Data for this task.
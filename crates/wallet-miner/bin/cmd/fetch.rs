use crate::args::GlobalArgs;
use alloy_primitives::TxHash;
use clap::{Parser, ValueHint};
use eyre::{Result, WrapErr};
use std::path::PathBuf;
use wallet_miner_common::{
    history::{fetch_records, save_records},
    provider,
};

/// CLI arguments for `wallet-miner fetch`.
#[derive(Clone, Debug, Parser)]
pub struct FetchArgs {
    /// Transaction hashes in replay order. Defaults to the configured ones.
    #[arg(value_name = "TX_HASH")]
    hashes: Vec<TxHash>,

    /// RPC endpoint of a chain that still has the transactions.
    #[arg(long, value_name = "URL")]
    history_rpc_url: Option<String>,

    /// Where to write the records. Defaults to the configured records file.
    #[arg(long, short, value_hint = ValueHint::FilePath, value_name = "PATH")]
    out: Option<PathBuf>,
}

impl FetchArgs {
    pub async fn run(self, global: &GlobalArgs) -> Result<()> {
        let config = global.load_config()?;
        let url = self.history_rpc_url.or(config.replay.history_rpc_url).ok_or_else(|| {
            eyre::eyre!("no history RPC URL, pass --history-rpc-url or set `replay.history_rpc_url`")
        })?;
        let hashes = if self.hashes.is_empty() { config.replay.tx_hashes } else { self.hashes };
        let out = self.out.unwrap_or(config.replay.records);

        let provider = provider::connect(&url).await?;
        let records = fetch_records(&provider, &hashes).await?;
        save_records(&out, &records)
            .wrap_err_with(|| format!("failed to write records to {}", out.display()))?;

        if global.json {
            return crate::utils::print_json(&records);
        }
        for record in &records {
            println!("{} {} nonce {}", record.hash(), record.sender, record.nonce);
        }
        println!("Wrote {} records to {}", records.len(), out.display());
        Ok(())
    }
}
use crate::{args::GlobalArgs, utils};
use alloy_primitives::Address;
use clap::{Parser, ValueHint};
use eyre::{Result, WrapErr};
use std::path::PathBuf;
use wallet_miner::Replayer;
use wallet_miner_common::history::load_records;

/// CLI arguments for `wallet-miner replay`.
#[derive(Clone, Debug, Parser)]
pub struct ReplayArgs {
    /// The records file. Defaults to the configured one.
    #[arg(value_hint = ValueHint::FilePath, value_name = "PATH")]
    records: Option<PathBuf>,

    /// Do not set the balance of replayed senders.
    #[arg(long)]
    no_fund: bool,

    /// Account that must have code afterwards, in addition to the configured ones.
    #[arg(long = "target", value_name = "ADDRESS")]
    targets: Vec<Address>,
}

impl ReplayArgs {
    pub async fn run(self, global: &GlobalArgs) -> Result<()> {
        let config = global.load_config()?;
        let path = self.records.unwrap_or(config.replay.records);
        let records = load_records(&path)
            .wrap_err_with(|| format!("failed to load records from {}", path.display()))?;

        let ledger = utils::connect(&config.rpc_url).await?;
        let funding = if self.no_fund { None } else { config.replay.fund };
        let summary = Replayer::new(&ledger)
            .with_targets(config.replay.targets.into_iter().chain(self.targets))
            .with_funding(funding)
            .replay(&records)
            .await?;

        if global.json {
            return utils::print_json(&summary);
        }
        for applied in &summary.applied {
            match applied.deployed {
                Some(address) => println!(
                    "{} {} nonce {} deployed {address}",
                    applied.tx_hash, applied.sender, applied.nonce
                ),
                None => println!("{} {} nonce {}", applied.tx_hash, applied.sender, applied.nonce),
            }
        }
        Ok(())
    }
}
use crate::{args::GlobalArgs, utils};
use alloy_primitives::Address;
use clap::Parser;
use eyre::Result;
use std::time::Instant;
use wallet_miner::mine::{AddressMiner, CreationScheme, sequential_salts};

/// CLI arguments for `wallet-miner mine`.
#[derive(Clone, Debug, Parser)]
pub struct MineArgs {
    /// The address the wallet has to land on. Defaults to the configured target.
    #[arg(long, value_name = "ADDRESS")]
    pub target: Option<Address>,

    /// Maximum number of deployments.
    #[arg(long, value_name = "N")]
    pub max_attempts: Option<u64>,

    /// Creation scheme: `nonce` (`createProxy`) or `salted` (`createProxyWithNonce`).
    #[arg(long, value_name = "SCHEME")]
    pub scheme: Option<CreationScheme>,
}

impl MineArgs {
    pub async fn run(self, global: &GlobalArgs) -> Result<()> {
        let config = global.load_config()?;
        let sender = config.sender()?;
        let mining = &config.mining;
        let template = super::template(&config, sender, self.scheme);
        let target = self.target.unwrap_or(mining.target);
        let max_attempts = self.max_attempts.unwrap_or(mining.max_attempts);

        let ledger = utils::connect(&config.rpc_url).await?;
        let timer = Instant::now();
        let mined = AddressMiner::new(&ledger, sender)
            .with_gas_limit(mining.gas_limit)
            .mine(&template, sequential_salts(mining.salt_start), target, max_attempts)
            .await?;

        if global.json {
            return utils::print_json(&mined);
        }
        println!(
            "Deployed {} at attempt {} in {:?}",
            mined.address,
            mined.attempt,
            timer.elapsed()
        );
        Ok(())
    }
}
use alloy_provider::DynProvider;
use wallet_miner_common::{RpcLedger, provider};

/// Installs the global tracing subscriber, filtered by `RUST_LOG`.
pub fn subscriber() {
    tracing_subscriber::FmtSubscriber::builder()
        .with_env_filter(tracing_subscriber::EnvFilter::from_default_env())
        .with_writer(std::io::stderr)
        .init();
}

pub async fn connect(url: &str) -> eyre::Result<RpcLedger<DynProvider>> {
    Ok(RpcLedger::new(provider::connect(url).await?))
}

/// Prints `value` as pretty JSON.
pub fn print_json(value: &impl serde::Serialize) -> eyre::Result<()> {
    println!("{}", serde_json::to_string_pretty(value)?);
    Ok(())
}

Work instruction. Retype exactly the lines from the start of the entries through the one with "save_records(&out, &records)"; include both ends.

Reply to the task.
filename crates/wallet-miner/bin/cmd/fetch.rs
use crate::args::GlobalArgs;
use alloy_primitives::TxHash;
use clap::{Parser, ValueHint};
use eyre::{Result, WrapErr};
use std::path::PathBuf;
use wallet_miner_common::{
    history::{fetch_records, save_records},
    provider,
};

/// CLI arguments for `wallet-miner fetch`.
#[derive(Clone, Debug, Parser)]
pub struct FetchArgs {
    /// Transaction hashes in replay order. Defaults to the configured ones.
    #[arg(value_name = "TX_HASH")]
    hashes: Vec<TxHash>,

    /// RPC endpoint of a chain that still has the transactions.
    #[arg(long, value_name = "URL")]
    history_rpc_url: Option<String>,

    /// Where to write the records. Defaults to the configured records file.
    #[arg(long, short, value_hint = ValueHint::FilePath, value_name = "PATH")]
    out: Option<PathBuf>,
}

impl FetchArgs {
    pub async fn run(self, global: &GlobalArgs) -> Result<()> {
        let config = global.load_config()?;
        let url = self.history_rpc_url.or(config.replay.history_rpc_url).ok_or_else(|| {
            eyre::eyre!("no history RPC URL, pass --history-rpc-url or set `replay.history_rpc_url`")
        })?;
        let hashes = if self.hashes.is_empty() { config.replay.tx_hashes } else { self.hashes };
        let out = self.out.unwrap_or(config.replay.records);

        let provider = provider::connect(&url).await?;
        let records = fetch_records(&provider, &hashes).await?;
        save_records(&out, &records)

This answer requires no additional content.